__What is expected__:
Reproduce each line from the records that holds "println".

__Data listing__:
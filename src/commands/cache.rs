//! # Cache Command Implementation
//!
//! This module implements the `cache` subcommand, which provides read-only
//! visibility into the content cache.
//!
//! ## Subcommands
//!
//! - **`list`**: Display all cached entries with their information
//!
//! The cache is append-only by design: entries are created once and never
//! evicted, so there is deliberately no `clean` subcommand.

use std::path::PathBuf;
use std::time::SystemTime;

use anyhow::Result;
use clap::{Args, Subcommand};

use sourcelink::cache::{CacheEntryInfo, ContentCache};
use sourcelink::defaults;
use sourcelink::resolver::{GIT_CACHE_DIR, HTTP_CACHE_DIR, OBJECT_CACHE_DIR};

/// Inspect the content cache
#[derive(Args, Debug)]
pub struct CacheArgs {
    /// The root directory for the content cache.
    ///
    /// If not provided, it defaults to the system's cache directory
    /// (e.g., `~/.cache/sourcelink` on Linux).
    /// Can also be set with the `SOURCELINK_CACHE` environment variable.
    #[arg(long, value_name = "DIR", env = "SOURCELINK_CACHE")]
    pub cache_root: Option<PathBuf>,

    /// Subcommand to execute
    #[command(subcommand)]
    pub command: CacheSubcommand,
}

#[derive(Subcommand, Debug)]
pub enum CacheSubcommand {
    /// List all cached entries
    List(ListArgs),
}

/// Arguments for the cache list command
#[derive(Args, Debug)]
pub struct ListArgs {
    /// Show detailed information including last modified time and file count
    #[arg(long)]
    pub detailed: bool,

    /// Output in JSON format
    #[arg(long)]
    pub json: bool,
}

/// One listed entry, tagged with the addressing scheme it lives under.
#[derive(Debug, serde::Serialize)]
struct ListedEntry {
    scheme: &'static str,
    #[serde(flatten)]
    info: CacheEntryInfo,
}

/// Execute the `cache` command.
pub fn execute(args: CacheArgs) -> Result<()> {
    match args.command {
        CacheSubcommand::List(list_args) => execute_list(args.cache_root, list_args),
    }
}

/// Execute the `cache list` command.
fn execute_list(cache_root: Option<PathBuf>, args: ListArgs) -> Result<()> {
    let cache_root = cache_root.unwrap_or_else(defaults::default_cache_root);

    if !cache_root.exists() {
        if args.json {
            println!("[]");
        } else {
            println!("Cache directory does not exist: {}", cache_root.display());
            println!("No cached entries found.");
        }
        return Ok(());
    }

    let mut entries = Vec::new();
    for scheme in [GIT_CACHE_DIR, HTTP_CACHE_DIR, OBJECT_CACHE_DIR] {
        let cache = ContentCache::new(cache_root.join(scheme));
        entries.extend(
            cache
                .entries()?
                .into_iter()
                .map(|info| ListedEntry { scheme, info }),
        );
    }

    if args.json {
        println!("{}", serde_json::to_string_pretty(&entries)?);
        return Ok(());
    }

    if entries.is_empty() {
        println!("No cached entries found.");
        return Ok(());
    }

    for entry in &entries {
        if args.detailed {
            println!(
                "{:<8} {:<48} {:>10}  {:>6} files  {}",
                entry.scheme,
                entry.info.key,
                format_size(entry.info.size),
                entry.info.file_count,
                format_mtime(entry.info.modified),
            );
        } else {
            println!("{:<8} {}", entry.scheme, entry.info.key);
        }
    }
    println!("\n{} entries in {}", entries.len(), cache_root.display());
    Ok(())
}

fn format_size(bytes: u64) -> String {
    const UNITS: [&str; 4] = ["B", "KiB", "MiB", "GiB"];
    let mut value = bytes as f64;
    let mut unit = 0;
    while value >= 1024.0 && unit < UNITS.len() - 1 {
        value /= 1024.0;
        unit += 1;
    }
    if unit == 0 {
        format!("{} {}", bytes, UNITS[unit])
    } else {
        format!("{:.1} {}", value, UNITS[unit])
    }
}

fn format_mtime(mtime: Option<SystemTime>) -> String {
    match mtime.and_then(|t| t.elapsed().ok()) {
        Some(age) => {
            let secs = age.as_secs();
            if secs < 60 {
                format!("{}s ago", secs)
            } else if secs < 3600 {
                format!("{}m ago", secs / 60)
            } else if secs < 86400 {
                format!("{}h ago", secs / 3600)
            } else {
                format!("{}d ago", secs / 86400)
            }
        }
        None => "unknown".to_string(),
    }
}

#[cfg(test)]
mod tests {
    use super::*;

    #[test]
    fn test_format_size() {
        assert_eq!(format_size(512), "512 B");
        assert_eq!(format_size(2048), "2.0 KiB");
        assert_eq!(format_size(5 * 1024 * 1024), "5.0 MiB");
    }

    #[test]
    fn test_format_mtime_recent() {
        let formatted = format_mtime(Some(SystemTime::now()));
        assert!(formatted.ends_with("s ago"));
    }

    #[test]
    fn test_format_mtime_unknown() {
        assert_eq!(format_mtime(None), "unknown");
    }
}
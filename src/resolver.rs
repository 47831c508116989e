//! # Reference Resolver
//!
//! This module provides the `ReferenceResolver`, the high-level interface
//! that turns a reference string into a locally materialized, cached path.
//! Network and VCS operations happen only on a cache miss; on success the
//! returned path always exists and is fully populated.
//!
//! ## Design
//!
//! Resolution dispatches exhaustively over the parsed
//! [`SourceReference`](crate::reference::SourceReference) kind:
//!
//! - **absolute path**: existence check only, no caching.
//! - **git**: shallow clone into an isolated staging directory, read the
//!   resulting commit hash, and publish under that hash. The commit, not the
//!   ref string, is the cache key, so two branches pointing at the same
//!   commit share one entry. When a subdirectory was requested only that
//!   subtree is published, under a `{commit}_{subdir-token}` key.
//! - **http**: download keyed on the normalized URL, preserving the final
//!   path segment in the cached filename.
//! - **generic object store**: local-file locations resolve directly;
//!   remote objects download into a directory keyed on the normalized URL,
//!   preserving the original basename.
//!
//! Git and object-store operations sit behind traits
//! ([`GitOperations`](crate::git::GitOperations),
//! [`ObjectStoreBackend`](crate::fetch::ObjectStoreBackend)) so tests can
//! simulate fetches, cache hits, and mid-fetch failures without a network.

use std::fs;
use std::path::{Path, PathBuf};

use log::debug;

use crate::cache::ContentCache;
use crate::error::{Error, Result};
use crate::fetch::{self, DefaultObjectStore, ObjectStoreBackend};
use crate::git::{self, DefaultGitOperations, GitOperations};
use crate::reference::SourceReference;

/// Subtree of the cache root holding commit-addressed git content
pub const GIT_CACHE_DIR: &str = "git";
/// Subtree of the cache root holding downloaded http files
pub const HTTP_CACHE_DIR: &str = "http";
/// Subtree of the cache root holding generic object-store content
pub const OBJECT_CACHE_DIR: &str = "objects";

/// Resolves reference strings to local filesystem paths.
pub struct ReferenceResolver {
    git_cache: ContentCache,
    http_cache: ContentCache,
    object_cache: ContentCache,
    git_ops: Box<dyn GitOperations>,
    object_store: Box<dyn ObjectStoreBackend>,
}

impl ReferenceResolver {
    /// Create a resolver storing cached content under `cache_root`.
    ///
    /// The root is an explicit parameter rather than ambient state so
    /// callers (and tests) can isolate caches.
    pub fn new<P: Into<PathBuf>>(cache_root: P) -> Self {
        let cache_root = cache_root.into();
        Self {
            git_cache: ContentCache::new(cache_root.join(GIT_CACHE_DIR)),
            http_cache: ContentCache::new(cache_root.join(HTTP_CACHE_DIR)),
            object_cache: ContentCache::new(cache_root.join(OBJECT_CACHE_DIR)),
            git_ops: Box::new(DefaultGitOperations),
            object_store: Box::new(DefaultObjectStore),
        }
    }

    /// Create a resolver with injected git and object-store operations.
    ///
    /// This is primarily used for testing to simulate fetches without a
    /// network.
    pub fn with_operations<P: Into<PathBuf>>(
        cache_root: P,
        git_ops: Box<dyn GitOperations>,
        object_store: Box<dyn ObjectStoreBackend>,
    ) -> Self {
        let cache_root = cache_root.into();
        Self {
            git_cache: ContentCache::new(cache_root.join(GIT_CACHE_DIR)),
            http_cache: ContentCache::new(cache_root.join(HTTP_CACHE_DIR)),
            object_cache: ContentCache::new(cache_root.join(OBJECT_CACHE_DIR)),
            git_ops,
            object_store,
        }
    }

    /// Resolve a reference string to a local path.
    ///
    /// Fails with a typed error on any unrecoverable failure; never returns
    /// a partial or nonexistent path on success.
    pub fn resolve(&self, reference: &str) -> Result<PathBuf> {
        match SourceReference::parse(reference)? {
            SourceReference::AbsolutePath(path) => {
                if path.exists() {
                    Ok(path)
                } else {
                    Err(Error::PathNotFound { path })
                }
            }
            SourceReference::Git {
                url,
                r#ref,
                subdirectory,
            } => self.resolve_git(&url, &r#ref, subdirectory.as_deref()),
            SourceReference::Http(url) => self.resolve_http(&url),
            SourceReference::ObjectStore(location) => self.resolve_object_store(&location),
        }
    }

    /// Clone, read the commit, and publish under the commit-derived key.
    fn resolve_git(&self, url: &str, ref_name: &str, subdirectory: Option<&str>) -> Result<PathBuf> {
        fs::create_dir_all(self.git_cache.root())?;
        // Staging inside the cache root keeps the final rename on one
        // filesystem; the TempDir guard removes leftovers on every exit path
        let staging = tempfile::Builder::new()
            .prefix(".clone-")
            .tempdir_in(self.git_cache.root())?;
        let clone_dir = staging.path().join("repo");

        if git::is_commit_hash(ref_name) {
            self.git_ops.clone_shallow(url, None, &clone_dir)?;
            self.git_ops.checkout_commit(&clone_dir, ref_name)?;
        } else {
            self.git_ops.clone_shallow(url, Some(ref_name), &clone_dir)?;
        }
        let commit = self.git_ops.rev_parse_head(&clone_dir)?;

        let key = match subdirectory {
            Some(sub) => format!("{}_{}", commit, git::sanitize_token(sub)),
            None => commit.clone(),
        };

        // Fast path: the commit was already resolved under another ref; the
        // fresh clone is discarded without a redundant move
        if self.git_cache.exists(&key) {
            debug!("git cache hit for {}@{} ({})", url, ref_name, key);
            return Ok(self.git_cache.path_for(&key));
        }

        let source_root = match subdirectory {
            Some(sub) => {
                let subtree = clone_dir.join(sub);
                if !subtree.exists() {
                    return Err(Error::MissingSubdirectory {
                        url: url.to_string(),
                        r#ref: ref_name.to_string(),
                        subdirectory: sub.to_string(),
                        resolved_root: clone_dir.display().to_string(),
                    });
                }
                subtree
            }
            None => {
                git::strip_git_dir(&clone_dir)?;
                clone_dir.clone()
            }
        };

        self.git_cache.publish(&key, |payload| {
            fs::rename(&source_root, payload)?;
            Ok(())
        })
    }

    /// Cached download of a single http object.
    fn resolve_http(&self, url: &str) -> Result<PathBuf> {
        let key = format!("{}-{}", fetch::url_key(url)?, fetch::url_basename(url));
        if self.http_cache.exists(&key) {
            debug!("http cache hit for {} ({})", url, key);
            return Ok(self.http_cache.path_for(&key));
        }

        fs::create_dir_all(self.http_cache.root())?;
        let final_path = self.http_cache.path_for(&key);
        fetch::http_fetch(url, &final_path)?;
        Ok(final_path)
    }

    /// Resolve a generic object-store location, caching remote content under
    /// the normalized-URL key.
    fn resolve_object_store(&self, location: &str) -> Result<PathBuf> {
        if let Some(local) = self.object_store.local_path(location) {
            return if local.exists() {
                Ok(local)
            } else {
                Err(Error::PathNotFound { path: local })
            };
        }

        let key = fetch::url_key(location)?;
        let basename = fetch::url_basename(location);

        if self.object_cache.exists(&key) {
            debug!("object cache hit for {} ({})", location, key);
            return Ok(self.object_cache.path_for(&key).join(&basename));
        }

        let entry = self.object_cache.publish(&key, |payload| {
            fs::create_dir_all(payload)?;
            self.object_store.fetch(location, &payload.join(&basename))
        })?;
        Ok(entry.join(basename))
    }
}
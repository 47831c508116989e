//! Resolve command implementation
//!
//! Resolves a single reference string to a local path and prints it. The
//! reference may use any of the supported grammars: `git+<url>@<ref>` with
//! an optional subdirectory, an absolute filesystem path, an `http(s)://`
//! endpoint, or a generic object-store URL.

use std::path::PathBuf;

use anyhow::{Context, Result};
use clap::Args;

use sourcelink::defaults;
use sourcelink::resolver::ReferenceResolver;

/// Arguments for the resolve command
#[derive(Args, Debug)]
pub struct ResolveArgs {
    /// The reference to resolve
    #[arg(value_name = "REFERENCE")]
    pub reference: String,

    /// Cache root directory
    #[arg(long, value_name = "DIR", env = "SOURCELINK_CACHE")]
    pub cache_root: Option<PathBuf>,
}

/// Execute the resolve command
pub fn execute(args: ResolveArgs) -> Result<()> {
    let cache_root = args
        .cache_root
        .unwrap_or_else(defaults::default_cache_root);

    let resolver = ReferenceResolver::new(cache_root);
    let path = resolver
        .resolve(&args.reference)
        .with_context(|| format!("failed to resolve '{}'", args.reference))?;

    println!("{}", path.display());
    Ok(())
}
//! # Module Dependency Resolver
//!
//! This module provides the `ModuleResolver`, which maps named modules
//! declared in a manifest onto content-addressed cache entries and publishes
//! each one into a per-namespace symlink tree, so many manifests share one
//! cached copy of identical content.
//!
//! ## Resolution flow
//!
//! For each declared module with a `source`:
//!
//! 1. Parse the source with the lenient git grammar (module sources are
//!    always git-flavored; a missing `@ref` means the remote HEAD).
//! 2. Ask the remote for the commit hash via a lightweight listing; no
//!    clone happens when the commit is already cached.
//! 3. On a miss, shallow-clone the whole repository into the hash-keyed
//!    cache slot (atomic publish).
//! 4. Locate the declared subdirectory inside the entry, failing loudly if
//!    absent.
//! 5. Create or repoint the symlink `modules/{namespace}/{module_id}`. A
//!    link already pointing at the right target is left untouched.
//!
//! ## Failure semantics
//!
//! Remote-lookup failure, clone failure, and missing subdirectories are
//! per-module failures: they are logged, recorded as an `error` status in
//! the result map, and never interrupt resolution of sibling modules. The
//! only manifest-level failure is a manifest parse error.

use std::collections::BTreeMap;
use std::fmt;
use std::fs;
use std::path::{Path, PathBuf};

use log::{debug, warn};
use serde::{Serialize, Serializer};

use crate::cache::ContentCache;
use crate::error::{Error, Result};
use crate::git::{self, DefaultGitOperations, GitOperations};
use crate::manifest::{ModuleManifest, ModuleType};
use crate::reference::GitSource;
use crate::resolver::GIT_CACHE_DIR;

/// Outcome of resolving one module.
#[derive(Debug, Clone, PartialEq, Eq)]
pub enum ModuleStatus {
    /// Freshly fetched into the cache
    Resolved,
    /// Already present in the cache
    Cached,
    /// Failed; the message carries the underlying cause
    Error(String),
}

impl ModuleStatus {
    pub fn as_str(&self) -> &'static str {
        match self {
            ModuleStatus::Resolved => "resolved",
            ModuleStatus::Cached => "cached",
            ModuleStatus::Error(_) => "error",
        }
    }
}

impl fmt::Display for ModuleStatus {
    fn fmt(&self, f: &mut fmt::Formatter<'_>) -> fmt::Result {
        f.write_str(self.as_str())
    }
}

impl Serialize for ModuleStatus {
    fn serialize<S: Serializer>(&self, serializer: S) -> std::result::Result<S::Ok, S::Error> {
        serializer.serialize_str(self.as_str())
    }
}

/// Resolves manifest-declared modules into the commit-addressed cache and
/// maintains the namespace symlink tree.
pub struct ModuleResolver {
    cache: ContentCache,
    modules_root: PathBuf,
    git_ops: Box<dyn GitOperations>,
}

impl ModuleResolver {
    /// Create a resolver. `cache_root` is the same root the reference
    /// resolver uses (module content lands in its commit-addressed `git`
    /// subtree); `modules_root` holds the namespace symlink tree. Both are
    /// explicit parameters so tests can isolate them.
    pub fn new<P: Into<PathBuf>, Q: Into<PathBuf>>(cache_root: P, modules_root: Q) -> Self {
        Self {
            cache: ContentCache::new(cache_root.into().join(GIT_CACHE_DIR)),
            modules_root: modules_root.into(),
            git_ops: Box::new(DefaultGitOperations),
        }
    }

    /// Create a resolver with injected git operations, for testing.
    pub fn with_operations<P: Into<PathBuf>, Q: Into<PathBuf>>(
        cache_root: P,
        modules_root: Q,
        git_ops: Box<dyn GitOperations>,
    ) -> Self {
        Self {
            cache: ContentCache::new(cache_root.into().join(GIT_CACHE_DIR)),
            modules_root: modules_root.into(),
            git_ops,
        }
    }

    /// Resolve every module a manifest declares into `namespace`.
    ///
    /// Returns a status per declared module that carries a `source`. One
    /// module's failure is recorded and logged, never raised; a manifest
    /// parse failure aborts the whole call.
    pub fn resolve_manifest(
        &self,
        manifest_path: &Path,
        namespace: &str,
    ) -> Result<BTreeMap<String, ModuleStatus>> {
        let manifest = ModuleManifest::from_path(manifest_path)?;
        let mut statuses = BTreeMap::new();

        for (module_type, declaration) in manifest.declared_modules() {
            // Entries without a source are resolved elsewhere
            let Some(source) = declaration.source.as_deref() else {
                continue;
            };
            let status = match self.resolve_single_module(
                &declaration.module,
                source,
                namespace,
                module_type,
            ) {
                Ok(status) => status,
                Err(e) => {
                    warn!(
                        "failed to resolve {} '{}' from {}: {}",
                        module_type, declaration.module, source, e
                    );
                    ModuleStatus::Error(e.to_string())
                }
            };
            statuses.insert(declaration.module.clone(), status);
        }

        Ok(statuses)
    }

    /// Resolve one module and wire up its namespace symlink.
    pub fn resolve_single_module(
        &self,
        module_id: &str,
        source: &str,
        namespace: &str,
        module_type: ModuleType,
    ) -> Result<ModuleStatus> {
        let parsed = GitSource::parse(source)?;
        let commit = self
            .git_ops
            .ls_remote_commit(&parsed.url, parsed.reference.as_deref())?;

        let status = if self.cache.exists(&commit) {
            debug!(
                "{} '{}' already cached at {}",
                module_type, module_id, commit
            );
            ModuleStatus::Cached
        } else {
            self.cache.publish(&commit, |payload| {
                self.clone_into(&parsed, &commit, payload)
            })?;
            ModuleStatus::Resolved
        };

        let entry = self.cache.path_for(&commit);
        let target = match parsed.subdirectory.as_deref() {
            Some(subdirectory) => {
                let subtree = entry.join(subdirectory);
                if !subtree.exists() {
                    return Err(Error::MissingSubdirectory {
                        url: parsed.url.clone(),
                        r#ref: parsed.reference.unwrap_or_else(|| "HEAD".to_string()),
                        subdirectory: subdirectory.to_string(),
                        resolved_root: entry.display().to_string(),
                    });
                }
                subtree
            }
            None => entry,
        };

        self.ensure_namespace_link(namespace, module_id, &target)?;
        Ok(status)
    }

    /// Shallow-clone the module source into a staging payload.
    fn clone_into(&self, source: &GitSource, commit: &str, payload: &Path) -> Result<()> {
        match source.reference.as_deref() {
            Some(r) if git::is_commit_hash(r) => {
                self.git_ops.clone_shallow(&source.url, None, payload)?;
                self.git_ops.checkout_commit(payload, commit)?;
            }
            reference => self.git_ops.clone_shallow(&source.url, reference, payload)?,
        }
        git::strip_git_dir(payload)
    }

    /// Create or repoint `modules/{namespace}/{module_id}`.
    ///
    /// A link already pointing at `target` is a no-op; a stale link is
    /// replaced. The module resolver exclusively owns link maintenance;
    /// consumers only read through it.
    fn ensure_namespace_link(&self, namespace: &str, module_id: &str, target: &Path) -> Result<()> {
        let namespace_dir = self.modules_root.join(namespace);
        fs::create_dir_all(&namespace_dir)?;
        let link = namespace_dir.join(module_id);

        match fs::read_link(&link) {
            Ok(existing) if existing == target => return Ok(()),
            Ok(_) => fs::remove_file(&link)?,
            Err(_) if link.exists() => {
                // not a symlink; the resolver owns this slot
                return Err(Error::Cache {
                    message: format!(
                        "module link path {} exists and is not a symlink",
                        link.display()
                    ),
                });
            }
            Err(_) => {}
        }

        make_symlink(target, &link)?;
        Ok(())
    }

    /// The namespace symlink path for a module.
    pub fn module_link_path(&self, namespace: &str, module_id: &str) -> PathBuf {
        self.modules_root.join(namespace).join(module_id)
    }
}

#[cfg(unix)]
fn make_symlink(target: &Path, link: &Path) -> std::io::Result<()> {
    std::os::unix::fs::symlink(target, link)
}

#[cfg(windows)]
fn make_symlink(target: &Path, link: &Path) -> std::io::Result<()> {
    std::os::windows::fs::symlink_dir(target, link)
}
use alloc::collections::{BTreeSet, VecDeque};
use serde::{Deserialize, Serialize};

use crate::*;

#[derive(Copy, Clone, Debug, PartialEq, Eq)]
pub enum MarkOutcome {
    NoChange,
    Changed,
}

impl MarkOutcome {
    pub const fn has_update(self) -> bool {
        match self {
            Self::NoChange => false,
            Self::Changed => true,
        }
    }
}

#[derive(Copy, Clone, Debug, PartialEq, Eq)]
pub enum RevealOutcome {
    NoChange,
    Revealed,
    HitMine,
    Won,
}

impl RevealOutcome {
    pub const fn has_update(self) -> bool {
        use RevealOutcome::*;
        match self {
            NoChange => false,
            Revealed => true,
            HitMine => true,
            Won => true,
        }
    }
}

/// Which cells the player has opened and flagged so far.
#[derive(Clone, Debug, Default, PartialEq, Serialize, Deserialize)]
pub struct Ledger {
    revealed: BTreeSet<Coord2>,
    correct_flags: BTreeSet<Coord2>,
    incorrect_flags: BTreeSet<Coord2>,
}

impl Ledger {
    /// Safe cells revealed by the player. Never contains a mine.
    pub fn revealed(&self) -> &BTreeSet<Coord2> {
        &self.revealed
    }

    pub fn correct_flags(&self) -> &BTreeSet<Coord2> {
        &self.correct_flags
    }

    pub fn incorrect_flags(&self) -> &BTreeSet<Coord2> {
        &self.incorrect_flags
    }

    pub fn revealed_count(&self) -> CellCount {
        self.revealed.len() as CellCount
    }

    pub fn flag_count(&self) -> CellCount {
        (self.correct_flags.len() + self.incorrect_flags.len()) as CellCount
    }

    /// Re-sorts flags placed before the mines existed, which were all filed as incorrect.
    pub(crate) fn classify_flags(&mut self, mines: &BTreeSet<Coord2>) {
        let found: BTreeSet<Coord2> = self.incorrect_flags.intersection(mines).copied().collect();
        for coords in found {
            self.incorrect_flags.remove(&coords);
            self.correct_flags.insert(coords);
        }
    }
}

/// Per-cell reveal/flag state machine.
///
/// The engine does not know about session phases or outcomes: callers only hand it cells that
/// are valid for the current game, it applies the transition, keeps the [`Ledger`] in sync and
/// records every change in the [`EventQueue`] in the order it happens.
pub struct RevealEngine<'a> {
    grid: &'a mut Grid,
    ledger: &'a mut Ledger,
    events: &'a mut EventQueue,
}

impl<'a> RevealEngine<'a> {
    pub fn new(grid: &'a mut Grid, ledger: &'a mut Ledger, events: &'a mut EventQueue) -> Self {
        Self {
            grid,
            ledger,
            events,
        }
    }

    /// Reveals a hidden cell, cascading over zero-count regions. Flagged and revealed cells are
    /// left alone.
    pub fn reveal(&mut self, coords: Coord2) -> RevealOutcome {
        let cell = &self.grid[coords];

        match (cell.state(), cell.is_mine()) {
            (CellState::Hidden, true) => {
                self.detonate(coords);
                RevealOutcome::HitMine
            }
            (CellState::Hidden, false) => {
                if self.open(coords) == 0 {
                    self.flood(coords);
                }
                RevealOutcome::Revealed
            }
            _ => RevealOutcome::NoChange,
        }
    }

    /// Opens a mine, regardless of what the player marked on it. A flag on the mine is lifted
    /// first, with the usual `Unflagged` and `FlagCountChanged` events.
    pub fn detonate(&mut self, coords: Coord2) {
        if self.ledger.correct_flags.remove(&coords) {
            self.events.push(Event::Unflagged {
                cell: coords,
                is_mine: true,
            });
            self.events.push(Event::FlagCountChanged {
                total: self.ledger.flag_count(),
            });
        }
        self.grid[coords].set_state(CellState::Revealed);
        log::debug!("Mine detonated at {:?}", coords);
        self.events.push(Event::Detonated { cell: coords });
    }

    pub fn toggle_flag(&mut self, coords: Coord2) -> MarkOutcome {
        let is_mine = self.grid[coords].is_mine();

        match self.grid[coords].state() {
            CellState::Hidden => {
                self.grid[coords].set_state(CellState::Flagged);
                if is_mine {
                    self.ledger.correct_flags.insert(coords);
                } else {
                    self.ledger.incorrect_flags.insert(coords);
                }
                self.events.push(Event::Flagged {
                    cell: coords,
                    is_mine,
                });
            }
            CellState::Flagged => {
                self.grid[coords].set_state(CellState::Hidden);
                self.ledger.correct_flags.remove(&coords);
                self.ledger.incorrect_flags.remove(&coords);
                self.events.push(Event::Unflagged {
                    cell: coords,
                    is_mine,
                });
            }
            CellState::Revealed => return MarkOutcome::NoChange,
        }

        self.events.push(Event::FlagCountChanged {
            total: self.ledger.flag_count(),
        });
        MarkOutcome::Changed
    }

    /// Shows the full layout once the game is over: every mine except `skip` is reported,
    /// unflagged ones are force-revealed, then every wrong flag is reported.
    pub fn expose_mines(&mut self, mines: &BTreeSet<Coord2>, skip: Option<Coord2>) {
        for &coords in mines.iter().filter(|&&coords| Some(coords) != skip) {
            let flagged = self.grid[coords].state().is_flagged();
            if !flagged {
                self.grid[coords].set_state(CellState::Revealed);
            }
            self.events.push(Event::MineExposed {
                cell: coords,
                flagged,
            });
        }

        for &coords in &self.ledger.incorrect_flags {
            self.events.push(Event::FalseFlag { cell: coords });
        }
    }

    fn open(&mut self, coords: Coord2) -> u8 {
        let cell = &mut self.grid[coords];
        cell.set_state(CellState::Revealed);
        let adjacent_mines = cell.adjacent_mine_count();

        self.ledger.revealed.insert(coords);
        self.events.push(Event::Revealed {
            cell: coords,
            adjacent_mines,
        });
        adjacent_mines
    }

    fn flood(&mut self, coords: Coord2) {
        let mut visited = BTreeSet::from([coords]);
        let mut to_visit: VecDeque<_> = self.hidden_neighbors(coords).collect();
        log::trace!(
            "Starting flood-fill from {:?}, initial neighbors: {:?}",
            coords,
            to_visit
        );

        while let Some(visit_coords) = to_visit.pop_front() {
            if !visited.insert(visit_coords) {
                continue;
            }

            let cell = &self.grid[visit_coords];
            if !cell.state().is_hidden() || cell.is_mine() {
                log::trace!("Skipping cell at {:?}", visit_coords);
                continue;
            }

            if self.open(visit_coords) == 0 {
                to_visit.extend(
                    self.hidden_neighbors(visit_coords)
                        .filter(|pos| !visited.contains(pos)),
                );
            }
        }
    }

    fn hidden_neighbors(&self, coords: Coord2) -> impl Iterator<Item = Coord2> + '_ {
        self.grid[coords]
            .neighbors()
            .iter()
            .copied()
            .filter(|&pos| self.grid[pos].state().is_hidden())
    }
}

__Result of this exercise__:
            println!("[]");
            println!("Cache directory does not exist: {}", cache_root.display());
            println!("No cached entries found.");
        println!("{}", serde_json::to_string_pretty(&entries)?);
        println!("No cached entries found.");
            println!(
            println!("{:<8} {}", entry.scheme, entry.info.key);
    println!("\n{} entries in {}", entries.len(), cache_root.display());
    println!("{}", path.display());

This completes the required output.